Getting up daily at sunrise at the sound of the alarm, without a moment to spare or snooze. This is followed by an hour of jogging and Pilates at the gym. The monstrous membership fee alone pushed them to be there every day.

And then managing the madness within the multi-generation household.

Rushing back from the gym, they would nudge their two daughters out of their beds and get them ready for school. Every day a different form of theatricals evolved around this process. However hard Soham or Snehal tried to keep everything ready the night before, still there would be a missing sock or a hair band. Do these things have limbs to walk away? Or there would be a stain on the uniform. Not to mention the extreme slow-motion on the part of Riya and Halley, showing no inclination or interest whatsoever in getting ready. This would be interspersed with tears and howls and occasional fights breaking out between them. Soham would be fussing over them and imploring them to keep moving and keep getting ready.

Snehal would rush into the kitchen and start preparing their breakfast. The kids never agreed on the same things which meant preparing two different menu. Soham and Snehal tried their very best to maintain their calm, biting their lips a thousand times to stop from screaming at their children. If they do, then their grandparents would barge in and take the kids’ side and that would just stretch the morning drama a bit more. No time for that.

Once Snehal had really lost patience on Riya, and had yelled at her. Later, she got a condescending lecture from the mother-in-law (MIL), which she did her best to ignore but the event had another unexpected turn.  She got a letter from the school’s principal, a very patronizing one, which talked of how the kids should be allowed to grow in an environment full of love and tenderness; that they should not be afraid to express their thoughts and feelings, and that they should not be traumatized by the elders in the family. Snehal slapped her forehead hard. Her first instinct was to go and yell at Riya some more, but that wouldn’t have helped, so she just gritted her teeth. For the peace of the household, and for a morning free of yelling and screaming, just grit your teeth and get on with it. That had become Snehal’s and Soham’s morning mantra.
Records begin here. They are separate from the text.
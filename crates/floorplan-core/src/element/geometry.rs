//! Kind-specific element geometry.

use super::ElementKind;
use kurbo::{Affine, Point, Rect, Vec2};
use serde::{Deserialize, Deserializer, Serialize, Serializer};

/// Ordered points of a wall, room outline or dimension line.
#[derive(Debug, Clone, PartialEq, Default, Serialize, Deserialize)]
pub struct Polyline {
    pub points: Vec<Point>,
}

impl Polyline {
    pub fn new(points: Vec<Point>) -> Self {
        Self { points }
    }

    /// Remove consecutive duplicate points.
    pub fn dedup(&mut self) {
        self.points.dedup();
    }

    /// Number of distinct points.
    pub fn distinct_points(&self) -> usize {
        let mut seen: Vec<Point> = Vec::with_capacity(self.points.len());
        for p in &self.points {
            if !seen.contains(p) {
                seen.push(*p);
            }
        }
        seen.len()
    }
}

/// Anchored kinds store their position as the single entry of `points`.
/// A bare `anchor` point is accepted too.
mod anchor_points {
    use super::*;

    #[derive(Deserialize)]
    #[serde(untagged)]
    enum Anchor {
        Many(Vec<Point>),
        One(Point),
    }

    pub fn serialize<S: Serializer>(anchor: &Point, serializer: S) -> Result<S::Ok, S::Error> {
        std::slice::from_ref(anchor).serialize(serializer)
    }

    pub fn deserialize<'de, D: Deserializer<'de>>(deserializer: D) -> Result<Point, D::Error> {
        Ok(match Anchor::deserialize(deserializer)? {
            Anchor::Many(points) => points.first().copied().unwrap_or(Point::ZERO),
            Anchor::One(point) => point,
        })
    }
}

/// Door swing direction.
#[derive(Debug, Clone, Copy, PartialEq, Eq, Default, Serialize, Deserialize)]
#[serde(rename_all = "lowercase")]
pub enum OpenDirection {
    #[default]
    Inside,
    Outside,
}

/// Window glazing variant.
#[derive(Debug, Clone, Copy, PartialEq, Eq, Default, Serialize, Deserialize)]
#[serde(rename_all = "lowercase")]
pub enum WindowType {
    #[default]
    Single,
    Double,
    Sliding,
}

/// Furniture symbol variant.
#[derive(Debug, Clone, Copy, PartialEq, Eq, Default, Serialize, Deserialize)]
#[serde(rename_all = "lowercase")]
pub enum FurnitureVariant {
    #[default]
    Table,
    Chair,
    Bed,
    Sofa,
    Desk,
}

/// A door hung at `anchor`, extending along its local x axis.
#[derive(Debug, Clone, PartialEq, Serialize, Deserialize)]
#[serde(rename_all = "camelCase", default)]
pub struct Door {
    #[serde(rename = "points", alias = "anchor", with = "anchor_points")]
    pub anchor: Point,
    pub width: f64,
    pub height: f64,
    /// Rotation in degrees around the anchor.
    pub rotation: f64,
    /// Swing angle in degrees.
    pub opening_angle: f64,
    pub open_direction: OpenDirection,
}

impl Default for Door {
    fn default() -> Self {
        Self {
            anchor: Point::ZERO,
            width: 80.0,
            height: 10.0,
            rotation: 0.0,
            opening_angle: 90.0,
            open_direction: OpenDirection::default(),
        }
    }
}

/// A window centred on `anchor`.
#[derive(Debug, Clone, PartialEq, Serialize, Deserialize)]
#[serde(rename_all = "camelCase", default)]
pub struct Window {
    #[serde(rename = "points", alias = "anchor", with = "anchor_points")]
    pub anchor: Point,
    pub width: f64,
    pub height: f64,
    /// Rotation in degrees around the anchor.
    pub rotation: f64,
    pub window_type: WindowType,
}

impl Default for Window {
    fn default() -> Self {
        Self {
            anchor: Point::ZERO,
            width: 80.0,
            height: 5.0,
            rotation: 0.0,
            window_type: WindowType::default(),
        }
    }
}

/// A furniture symbol with its top-left corner at `anchor`.
#[derive(Debug, Clone, PartialEq, Serialize, Deserialize)]
#[serde(rename_all = "camelCase", default)]
pub struct Furniture {
    #[serde(rename = "points", alias = "anchor", with = "anchor_points")]
    pub anchor: Point,
    pub width: f64,
    pub height: f64,
    /// Rotation in degrees around the anchor.
    pub rotation: f64,
    #[serde(rename = "shape")]
    pub variant: FurnitureVariant,
}

impl Default for Furniture {
    fn default() -> Self {
        Self {
            anchor: Point::ZERO,
            width: 100.0,
            height: 60.0,
            rotation: 0.0,
            variant: FurnitureVariant::default(),
        }
    }
}

/// A text label with its top-left corner at `anchor`.
#[derive(Debug, Clone, PartialEq, Serialize, Deserialize)]
#[serde(rename_all = "camelCase", default)]
pub struct TextBox {
    #[serde(rename = "points", alias = "anchor", with = "anchor_points")]
    pub anchor: Point,
    pub width: f64,
    /// Rotation in degrees around the anchor.
    pub rotation: f64,
    pub content: String,
    pub font_size: f64,
    pub font_family: String,
}

impl Default for TextBox {
    fn default() -> Self {
        Self {
            anchor: Point::ZERO,
            width: 150.0,
            rotation: 0.0,
            content: "Text".to_string(),
            font_size: 16.0,
            font_family: "Arial".to_string(),
        }
    }
}

impl TextBox {
    /// Approximate box height: one line per `\n`-separated row.
    pub fn height(&self) -> f64 {
        let lines = self.content.lines().count().max(1);
        lines as f64 * self.font_size * 1.2
    }
}

/// An anchored box in local coordinates plus its placement in the world.
#[derive(Debug, Clone, Copy, PartialEq)]
pub struct Placement {
    pub anchor: Point,
    /// Rotation in degrees.
    pub rotation: f64,
    /// Box in the element's local frame (anchor at the origin).
    pub local: Rect,
}

impl Placement {
    /// Local → world transform.
    pub fn transform(&self) -> Affine {
        Affine::translate(self.anchor.to_vec2()) * Affine::rotate(self.rotation.to_radians())
    }

    /// World-space bounding box.
    pub fn bounds(&self) -> Rect {
        self.transform().transform_rect_bbox(self.local)
    }

    /// Whether a world point lies within the box, expanded by `tolerance`.
    pub fn contains(&self, point: Point, tolerance: f64) -> bool {
        let local_point = self.transform().inverse() * point;
        self.local.inflate(tolerance, tolerance).contains(local_point)
    }
}

/// Geometry tagged by element kind.
///
/// Serialized adjacently: `{"type": "wall", "geometry": {"points": [...]}}`.
#[derive(Debug, Clone, PartialEq, Serialize, Deserialize)]
#[serde(tag = "type", content = "geometry", rename_all = "lowercase")]
pub enum Geometry {
    Wall(Polyline),
    Door(Door),
    Window(Window),
    Room(Polyline),
    Furniture(Furniture),
    Text(TextBox),
    Dimension(Polyline),
}

impl Geometry {
    /// Default geometry for a kind, positioned at `point`.
    ///
    /// Polyline kinds start with two coincident points.
    pub fn at(kind: ElementKind, point: Point) -> Self {
        match kind {
            ElementKind::Wall => Geometry::Wall(Polyline::new(vec![point, point])),
            ElementKind::Room => Geometry::Room(Polyline::new(vec![point, point])),
            ElementKind::Dimension => Geometry::Dimension(Polyline::new(vec![point, point])),
            ElementKind::Door => Geometry::Door(Door { anchor: point, ..Door::default() }),
            ElementKind::Window => Geometry::Window(Window { anchor: point, ..Window::default() }),
            ElementKind::Furniture => Geometry::Furniture(Furniture {
                anchor: point,
                ..Furniture::default()
            }),
            ElementKind::Text => Geometry::Text(TextBox { anchor: point, ..TextBox::default() }),
        }
    }

    pub fn kind(&self) -> ElementKind {
        match self {
            Geometry::Wall(_) => ElementKind::Wall,
            Geometry::Door(_) => ElementKind::Door,
            Geometry::Window(_) => ElementKind::Window,
            Geometry::Room(_) => ElementKind::Room,
            Geometry::Furniture(_) => ElementKind::Furniture,
            Geometry::Text(_) => ElementKind::Text,
            Geometry::Dimension(_) => ElementKind::Dimension,
        }
    }

    pub fn polyline(&self) -> Option<&Polyline> {
        match self {
            Geometry::Wall(p) | Geometry::Room(p) | Geometry::Dimension(p) => Some(p),
            _ => None,
        }
    }

    pub fn polyline_mut(&mut self) -> Option<&mut Polyline> {
        match self {
            Geometry::Wall(p) | Geometry::Room(p) | Geometry::Dimension(p) => Some(p),
            _ => None,
        }
    }

    /// Placement box for anchored kinds.
    pub fn placement(&self) -> Option<Placement> {
        match self {
            Geometry::Door(d) => Some(Placement {
                anchor: d.anchor,
                rotation: d.rotation,
                local: Rect::new(0.0, -d.height / 2.0, d.width, d.height / 2.0),
            }),
            Geometry::Window(w) => Some(Placement {
                anchor: w.anchor,
                rotation: w.rotation,
                local: Rect::new(-w.width / 2.0, -w.height / 2.0, w.width / 2.0, w.height / 2.0),
            }),
            Geometry::Furniture(f) => Some(Placement {
                anchor: f.anchor,
                rotation: f.rotation,
                local: Rect::new(0.0, 0.0, f.width, f.height),
            }),
            Geometry::Text(t) => Some(Placement {
                anchor: t.anchor,
                rotation: t.rotation,
                local: Rect::new(0.0, 0.0, t.width, t.height()),
            }),
            Geometry::Wall(_) | Geometry::Room(_) | Geometry::Dimension(_) => None,
        }
    }

    /// The first point of a polyline, or the anchor of an anchored kind.
    pub fn origin(&self) -> Option<Point> {
        match self.polyline() {
            Some(p) => p.points.first().copied(),
            None => self.placement().map(|p| p.anchor),
        }
    }

    /// Translate every point by `delta`.
    pub fn translate(&mut self, delta: Vec2) {
        match self {
            Geometry::Wall(p) | Geometry::Room(p) | Geometry::Dimension(p) => {
                for point in &mut p.points {
                    *point += delta;
                }
            }
            Geometry::Door(d) => d.anchor += delta,
            Geometry::Window(w) => w.anchor += delta,
            Geometry::Furniture(f) => f.anchor += delta,
            Geometry::Text(t) => t.anchor += delta,
        }
    }

    /// Bounding box in world coordinates.
    pub fn bounds(&self) -> Rect {
        if let Some(placement) = self.placement() {
            return placement.bounds();
        }
        let points = self.polyline().map(|p| p.points.as_slice()).unwrap_or(&[]);
        let mut iter = points.iter();
        match iter.next() {
            Some(first) => iter.fold(Rect::from_points(*first, *first), |r, p| r.union_pt(*p)),
            None => Rect::ZERO,
        }
    }

    /// Number of distinct points (1 for anchored kinds).
    pub fn distinct_points(&self) -> usize {
        match self.polyline() {
            Some(p) => p.distinct_points(),
            None => 1,
        }
    }
}

#[cfg(test)]
mod tests {
    use super::*;

    #[test]
    fn test_polyline_distinct_points() {
        let p = Polyline::new(vec![Point::ZERO, Point::ZERO, Point::new(10.0, 0.0), Point::ZERO]);
        assert_eq!(p.distinct_points(), 2);
    }

    #[test]
    fn test_polyline_dedup() {
        let mut p = Polyline::new(vec![
            Point::ZERO,
            Point::new(100.0, 0.0),
            Point::new(100.0, 0.0),
        ]);
        p.dedup();
        assert_eq!(p.points, vec![Point::ZERO, Point::new(100.0, 0.0)]);
    }

    #[test]
    fn test_geometry_at_defaults() {
        let door = Geometry::at(ElementKind::Door, Point::new(5.0, 5.0));
        match door {
            Geometry::Door(d) => {
                assert_eq!(d.anchor, Point::new(5.0, 5.0));
                assert_eq!(d.width, 80.0);
                assert_eq!(d.height, 10.0);
                assert_eq!(d.opening_angle, 90.0);
            }
            other => panic!("unexpected geometry {other:?}"),
        }

        let wall = Geometry::at(ElementKind::Wall, Point::new(1.0, 2.0));
        assert_eq!(wall.polyline().unwrap().points.len(), 2);
        assert_eq!(wall.distinct_points(), 1);
    }

    #[test]
    fn test_translate() {
        let mut wall = Geometry::Wall(Polyline::new(vec![Point::ZERO, Point::new(10.0, 0.0)]));
        wall.translate(Vec2::new(5.0, 5.0));
        assert_eq!(
            wall.polyline().unwrap().points,
            vec![Point::new(5.0, 5.0), Point::new(15.0, 5.0)]
        );

        let mut window = Geometry::at(ElementKind::Window, Point::ZERO);
        window.translate(Vec2::new(-3.0, 4.0));
        assert_eq!(window.origin(), Some(Point::new(-3.0, 4.0)));
    }

    #[test]
    fn test_rotated_placement_contains() {
        let furniture = Geometry::Furniture(Furniture {
            anchor: Point::new(100.0, 100.0),
            width: 100.0,
            height: 60.0,
            rotation: 90.0,
            variant: FurnitureVariant::Bed,
        });
        let placement = furniture.placement().unwrap();
        // Rotated 90°: the box extends along +y and -x from the anchor.
        assert!(placement.contains(Point::new(70.0, 150.0), 0.0));
        assert!(!placement.contains(Point::new(150.0, 130.0), 0.0));

        let bounds = furniture.bounds();
        assert!((bounds.x0 - 40.0).abs() < 1e-9);
        assert!((bounds.y1 - 200.0).abs() < 1e-9);
    }

    #[test]
    fn test_geometry_serialization_shape() {
        let wall = Geometry::Wall(Polyline::new(vec![Point::ZERO, Point::new(50.0, 0.0)]));
        let json = serde_json::to_value(&wall).unwrap();
        assert_eq!(json["type"], "wall");
        assert_eq!(json["geometry"]["points"][1]["x"], 50.0);

        let furniture: Geometry =
            serde_json::from_str(r#"{"type":"furniture","geometry":{"shape":"sofa"}}"#).unwrap();
        match furniture {
            Geometry::Furniture(f) => {
                assert_eq!(f.variant, FurnitureVariant::Sofa);
                assert_eq!(f.width, 100.0);
            }
            other => panic!("unexpected geometry {other:?}"),
        }
    }

    #[test]
    fn test_anchor_travels_as_first_point() {
        let door: Geometry =
            serde_json::from_str(r#"{"type":"door","geometry":{"points":[{"x":120,"y":40}],"width":90}}"#).unwrap();
        assert_eq!(door.origin(), Some(Point::new(120.0, 40.0)));
        let Geometry::Door(d) = &door else {
            panic!("unexpected geometry {door:?}");
        };
        assert_eq!(d.width, 90.0);
        assert_eq!(d.opening_angle, 90.0);

        let json = serde_json::to_value(&door).unwrap();
        assert_eq!(json["geometry"]["points"][0]["x"], 120.0);
        assert_eq!(json["geometry"]["points"].as_array().map(Vec::len), Some(1));
        assert!(json["geometry"].get("anchor").is_none());
        assert_eq!(serde_json::from_value::<Geometry>(json).unwrap(), door);

        let text: Geometry =
            serde_json::from_str(r#"{"type":"text","geometry":{"anchor":{"x":5,"y":6},"content":"Hall"}}"#).unwrap();
        assert_eq!(text.origin(), Some(Point::new(5.0, 6.0)));
    }
}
For Snehal, it is managing two sets of parents. While she had to look after the well-being of her in-laws who were staying with them for a long-term basis, she had her parents living in the sub-urban area who needed attention too.

Multi-tasking in the morning, Snehal would manage the kitchen, get several cups of tea ready for the in-laws, get breakfast of choices and lunch ready and packed, at the same time lending a hand or shoulder to Soham, as he continued to grit his teeth and struggle to get the kids ready for school.

The patriarch of the house would drink endless cups of tea, with milk and sugar, buried behind the newspaper, oblivious of the drama going on in the other room, but with his own yelps and expletives thrown in at the news. Whatever happened during those hours, natural calamity or human disaster, failed to grab his attention or budge him from his armchair in the balcony.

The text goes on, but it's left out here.